Venue: Waterside Workers Hall, 11 Nile Street, Port Adelaide
Season: 8pm nightly Wed to Sat to 6th Aug, 3pm Sat 30th, 2pm Sun 31st July, 3pm Sat 6th Aug
Duration: 50min incl interval
Tickets: adult $26/conc $22/Fringe Benefits $18
Bookings: BASS 131 241 or http://www.bass.net.au
Performer and writer, Gabrielle Griffin, looks at many aspects of the desire of a woman to reproduce, through the medium of a small Banraku style puppet named Maz Baker, designed and made by Rod Primrose. The puppet has a rod emerging from the rear of the head, held in one hand to support the puppet, while the limbs are moved directly by the puppeteer's other hand.

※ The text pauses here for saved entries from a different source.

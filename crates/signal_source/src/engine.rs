use std::sync::{mpsc, Arc};
use std::thread;
use std::time::Duration;

use feed_logging::{feed_debug, feed_info};

use crate::{RequestId, SignalSource, SourceEvent};

enum SourceCommand {
    Load { request_id: RequestId },
}

/// Runs loads off the UI thread. Results come back tagged with the request id
/// so the dashboard can drop superseded ones.
pub struct SourceHandle {
    cmd_tx: mpsc::Sender<SourceCommand>,
    event_rx: mpsc::Receiver<SourceEvent>,
}

impl SourceHandle {
    pub fn new(source: Arc<dyn SignalSource>) -> std::io::Result<Self> {
        let (cmd_tx, cmd_rx) = mpsc::channel();
        let (event_tx, event_rx) = mpsc::channel();
        let runtime = tokio::runtime::Builder::new_multi_thread()
            .worker_threads(1)
            .enable_all()
            .build()?;

        thread::spawn(move || {
            while let Ok(command) = cmd_rx.recv() {
                let source = source.clone();
                let event_tx = event_tx.clone();
                runtime.spawn(async move {
                    handle_command(source.as_ref(), command, event_tx).await;
                });
            }
            feed_debug!("Signal source command channel closed");
        });

        Ok(Self { cmd_tx, event_rx })
    }

    pub fn request(&self, request_id: RequestId) {
        feed_info!("Requesting signal load {}", request_id);
        let _ = self.cmd_tx.send(SourceCommand::Load { request_id });
    }

    pub fn try_recv(&self) -> Option<SourceEvent> {
        self.event_rx.try_recv().ok()
    }

    pub fn recv_timeout(&self, timeout: Duration) -> Option<SourceEvent> {
        self.event_rx.recv_timeout(timeout).ok()
    }
}

async fn handle_command(
    source: &dyn SignalSource,
    command: SourceCommand,
    event_tx: mpsc::Sender<SourceEvent>,
) {
    match command {
        SourceCommand::Load { request_id } => {
            let result = source.load().await;
            let _ = event_tx.send(SourceEvent::Loaded { request_id, result });
        }
    }
}
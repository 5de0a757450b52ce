use crate::filter::{self, CategorySelection, FilterQuery, ViewCatalog, ViewFilter};
use crate::view_model::{self, DashboardViewModel};
use crate::{LoadReport, SaveOutcome, SavedSet, Signal, SignalId, SignalStore};

/// Monotonic id handed out per refresh so superseded loads can be dropped.
pub type RequestId = u64;

/// Dashboard root state: one owner for collection, filters, selection and saved ids.
#[derive(Debug, Clone, PartialEq, Default)]
pub struct DashboardState {
    store: SignalStore,
    saved: SavedSet,
    selection: Option<SignalId>,
    filter: FilterQuery,
    catalog: ViewCatalog,
    last_issued: RequestId,
    last_applied: Option<RequestId>,
    pending: bool,
    dirty: bool,
}

impl DashboardState {
    pub fn new() -> Self {
        Self::default()
    }

    pub fn with_catalog(catalog: ViewCatalog) -> Self {
        Self {
            catalog,
            ..Self::default()
        }
    }

    pub fn view(&self) -> DashboardViewModel {
        view_model::build(self)
    }

    pub fn signals(&self) -> &[Signal] {
        self.store.all()
    }

    pub fn signal(&self, id: &SignalId) -> Option<&Signal> {
        self.store.get(id)
    }

    /// Visible set for the current filter.
    pub fn visible(&self) -> Vec<&Signal> {
        self.visible_for(&self.filter)
    }

    /// Visible set for an arbitrary filter, against the current collection and saved ids.
    pub fn visible_for(&self, query: &FilterQuery) -> Vec<&Signal> {
        filter::visible(self.store.all(), query, &self.saved, &self.catalog)
    }

    /// The stored selection, kept across filter changes. Use
    /// [`effective_selection`](Self::effective_selection) for what the
    /// dashboard actually shows.
    pub fn selection(&self) -> Option<&SignalId> {
        self.selection.as_ref()
    }

    /// The selection as displayed: none while the visible list is empty.
    pub fn effective_selection(&self) -> Option<&SignalId> {
        if self.visible().is_empty() {
            None
        } else {
            self.selection.as_ref()
        }
    }

    pub fn saved(&self) -> &SavedSet {
        &self.saved
    }

    pub fn filter(&self) -> &FilterQuery {
        &self.filter
    }

    pub fn catalog(&self) -> &ViewCatalog {
        &self.catalog
    }

    pub fn is_loading(&self) -> bool {
        self.pending
    }

    /// Returns whether a render is due and clears the flag.
    pub fn consume_dirty(&mut self) -> bool {
        std::mem::take(&mut self.dirty)
    }

    pub(crate) fn mark_dirty(&mut self) {
        self.dirty = true;
    }

    pub(crate) fn is_dirty(&self) -> bool {
        self.dirty
    }

    pub(crate) fn issue_request(&mut self) -> RequestId {
        self.last_issued += 1;
        self.pending = true;
        self.last_issued
    }

    pub(crate) fn last_issued(&self) -> RequestId {
        self.last_issued
    }

    /// Clears the pending flag once the most recent request has an answer.
    pub(crate) fn settle(&mut self, request_id: RequestId) {
        if request_id == self.last_issued {
            self.pending = false;
        }
    }

    /// A result is stale when a newer one has already been applied.
    pub(crate) fn is_superseded(&self, request_id: RequestId) -> bool {
        self.last_applied.is_some_and(|applied| request_id <= applied)
    }

    pub(crate) fn apply_load(&mut self, request_id: RequestId, records: Vec<Signal>) -> LoadReport {
        let report = self.store.load(records);
        self.last_applied = Some(request_id);
        self.settle(request_id);
        if self.selection.is_none() {
            self.selection = self.store.all().first().map(|s| s.id.clone());
        }
        report
    }

    pub(crate) fn prune_saved(&mut self) -> usize {
        self.saved.retain_known(&self.store)
    }

    pub(crate) fn restore_saved(&mut self, ids: Vec<SignalId>) {
        self.saved = ids.into_iter().collect();
        if !self.store.is_empty() {
            self.saved.retain_known(&self.store);
        }
    }

    pub(crate) fn toggle_saved(&mut self, id: SignalId) -> SaveOutcome {
        self.saved.toggle(id)
    }

    pub(crate) fn select(&mut self, id: SignalId) {
        self.selection = Some(id);
    }

    pub(crate) fn set_search(&mut self, search: String) {
        self.filter.search = search;
    }

    pub(crate) fn toggle_view(&mut self, requested: ViewFilter) {
        self.filter.view = self.filter.view.toggled(requested);
    }

    pub(crate) fn set_categories(&mut self, categories: CategorySelection) {
        self.filter.categories = categories;
        self.filter.view = ViewFilter::All;
    }

    pub(crate) fn clear_filters(&mut self) {
        self.filter = FilterQuery::default();
    }
}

The design, by Gaelle Mellis and Wendy Todd, is very important to the production. A large tent has been erected within the main hall, making a more intimate venue that better suits the performance, with scrim curtains behind the main performance area further reducing the space and allowing her to project images from behind.
To one side of the stage is a cabinet, its glass windows filled with eggs, a symbol of fertility, backlit to give a fascinating effect. To the front is a pile of sawdust and to the other side of the stage is an old sewing machine table that serves, for most of the time, as the performance area.

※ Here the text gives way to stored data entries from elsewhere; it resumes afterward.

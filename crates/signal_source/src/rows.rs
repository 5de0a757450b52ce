//! Hosted-database rows and their mapping onto [`Signal`].

use chrono::{DateTime, Utc};
use feed_logging::feed_debug;
use serde::de::DeserializeOwned;
use serde::Deserialize;
use serde_json::Value;
use signal_core::{
    ChartPayload, CorrelationPoint, Impact, MarketMapPoint, Metric, MetricTrend, RelatedSignal,
    RevenuePoint, Signal, SignalAnnex, SignalCategory, SignalId, SourceCitation, TableData,
    DEFAULT_SCORE, DEFAULT_SOURCE,
};

pub const SUMMARY_CHARS: usize = 150;
pub const DEFAULT_CATEGORY: &str = "market";
pub const NO_SUMMARY: &str = "No summary available.";
pub const NO_ANALYSIS: &str = "Full analysis content would appear here.";

/// One row of the `signals` table as returned by the REST endpoint.
#[derive(Debug, Clone, PartialEq, Deserialize)]
pub struct SignalRow {
    pub id: SignalId,
    #[serde(default)]
    pub type_id: Option<String>,
    pub title: String,
    #[serde(default)]
    pub content: Option<String>,
    #[serde(default)]
    pub published_at: Option<DateTime<Utc>>,
    pub created_at: DateTime<Utc>,
    /// Kept as raw JSON; see [`RowMetadata::from_value`].
    #[serde(default)]
    pub metadata: Option<Value>,
}

/// Free-form `metadata` JSON column. Every field is optional.
#[derive(Debug, Clone, PartialEq, Default)]
pub struct RowMetadata {
    pub source: Option<String>,
    pub score: Option<u32>,
    pub impact: Option<Impact>,
    pub metrics: Option<Vec<Metric>>,
    pub sources: Option<Vec<SourceCitation>>,
    pub related_signals: Vec<RelatedSignal>,
    pub table_data: Option<TableData>,
    pub chart_type: Option<String>,
    pub revenue_data: Option<Vec<RevenuePoint>>,
    pub correlation_data: Option<CorrelationMeta>,
    pub market_map_data: Option<MarketMapMeta>,
}

impl RowMetadata {
    /// Reads each field on its own. A field that is null or malformed counts
    /// as absent instead of failing the whole row.
    pub fn from_value(value: &Value) -> Self {
        let Some(object) = value.as_object() else {
            if !value.is_null() {
                feed_debug!("Ignoring non-object row metadata: {}", value);
            }
            return Self::default();
        };
        let field = |key: &str| object.get(key);
        Self {
            source: lenient(field("source")),
            score: lenient(field("score")),
            impact: lenient(field("impact")),
            metrics: lenient(field("metrics")),
            sources: lenient(field("sources")),
            related_signals: lenient::<Vec<RelatedSignal>>(field("relatedSignals"))
                .unwrap_or_default(),
            table_data: lenient(field("tableData")),
            chart_type: lenient(field("chartType")),
            revenue_data: lenient(field("revenueData")),
            correlation_data: lenient(field("correlationData")),
            market_map_data: lenient(field("marketMapData")),
        }
    }
}

fn lenient<T: DeserializeOwned>(value: Option<&Value>) -> Option<T> {
    let value = value.filter(|v| !v.is_null())?;
    match T::deserialize(value) {
        Ok(parsed) => Some(parsed),
        Err(err) => {
            feed_debug!("Ignoring malformed metadata field {}: {}", value, err);
            None
        }
    }
}

#[derive(Debug, Clone, PartialEq, Deserialize)]
#[serde(rename_all = "camelCase")]
pub struct CorrelationMeta {
    pub x_label: String,
    pub y_label: String,
    pub points: Vec<CorrelationPoint>,
}

#[derive(Debug, Clone, PartialEq, Deserialize)]
#[serde(rename_all = "camelCase")]
pub struct MarketMapMeta {
    pub x_label: String,
    pub y_label: String,
    pub quadrants: [String; 4],
    pub points: Vec<MarketMapPoint>,
}

/// Maps a row onto the view-independent signal model, filling the gaps the
/// dashboard has always filled.
pub fn normalize_row(row: SignalRow) -> Signal {
    let meta = row
        .metadata
        .as_ref()
        .map(RowMetadata::from_value)
        .unwrap_or_default();
    let content = row.content.filter(|c| !c.is_empty());

    let summary = content
        .as_deref()
        .map(|c| c.chars().take(SUMMARY_CHARS).collect())
        .unwrap_or_else(|| NO_SUMMARY.to_string());
    let full_analysis = content.unwrap_or_else(|| NO_ANALYSIS.to_string());

    let category = row
        .type_id
        .filter(|t| !t.trim().is_empty())
        .map(|t| SignalCategory::from_key(&t))
        .unwrap_or_else(|| SignalCategory::Other(DEFAULT_CATEGORY.to_string()));

    let chart = chart_from_meta(
        &row.id,
        meta.chart_type.as_deref(),
        meta.revenue_data,
        meta.correlation_data,
        meta.market_map_data,
    );

    Signal {
        id: row.id,
        category,
        title: row.title,
        published_at: row.published_at.unwrap_or(row.created_at),
        source: meta
            .source
            .filter(|s| !s.is_empty())
            .unwrap_or_else(|| DEFAULT_SOURCE.to_string()),
        score: meta.score.filter(|s| *s > 0).unwrap_or(DEFAULT_SCORE),
        impact: meta.impact.unwrap_or_default(),
        summary,
        full_analysis,
        annex: SignalAnnex {
            metrics: meta.metrics.unwrap_or_else(default_metrics),
            sources: meta.sources.unwrap_or_else(default_sources),
            related: meta.related_signals,
            table: meta.table_data,
            chart,
        },
    }
}

pub fn normalize_rows(rows: Vec<SignalRow>) -> Vec<Signal> {
    rows.into_iter().map(normalize_row).collect()
}

fn chart_from_meta(
    id: &SignalId,
    chart_type: Option<&str>,
    revenue: Option<Vec<RevenuePoint>>,
    correlation: Option<CorrelationMeta>,
    market_map: Option<MarketMapMeta>,
) -> Option<ChartPayload> {
    let chart = match chart_type? {
        "revenue" => Some(ChartPayload::Revenue {
            points: revenue.unwrap_or_default(),
        }),
        "correlation" => correlation.map(|c| ChartPayload::Correlation {
            x_label: c.x_label,
            y_label: c.y_label,
            points: c.points,
        }),
        "marketMap" => market_map.map(|m| ChartPayload::MarketMap {
            x_label: m.x_label,
            y_label: m.y_label,
            quadrants: m.quadrants,
            points: m.points,
        }),
        _ => None,
    };
    if chart.is_none() {
        feed_debug!("Signal {} declares chart {:?} without usable data", id, chart_type);
    }
    chart
}

fn default_metrics() -> Vec<Metric> {
    vec![
        Metric {
            label: "Relevance".to_string(),
            value: "High".to_string(),
            change: "+5%".to_string(),
            trend: MetricTrend::Positive,
        },
        Metric {
            label: "Urgency".to_string(),
            value: "Immediate".to_string(),
            change: "0%".to_string(),
            trend: MetricTrend::Neutral,
        },
    ]
}

fn default_sources() -> Vec<SourceCitation> {
    vec![SourceCitation {
        name: "Source A".to_string(),
        url: "#".to_string(),
    }]
}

The music, by Catherine Oates and Belinda Gehlert, is also very important, matching the many moods through which we are taken and heightening the intensity. Mark Pennington's lighting and the animations of Luku Kuku, projected onto the set, add yet more layers to this multifaceted work. We open with the sound of a clock ticking, the timer rings and Griffin takes an open baked pie from the bottom drawer of the cabinet. Immediately we think of the expression 'body clock', the passing of time leading many women to a reproductive imperative.
Within all of this is little Maz, brilliantly brought to life by Griffin, who takes us through a symbolically rich exploration of the reproductive urge. There are so many poignant moments, including a rather strange dream sequence, but a little humour surfaces here and there, such as the appearance of a turkey baster, lightening the mood at times. This is a sensitive and very inclusive look at at that natural biological urge that hit most women at some point in their lives.
Not surprisingly, it was a predominantly female audience, but there is just as much in this production for men. It covers a vast amount in short space of time in a thoroughly absorbing and intriguing performance that will leave you thinking and talking about it afterwards.
Reviewed by Barry Lenny, Arts Editor, Glam Adelaide.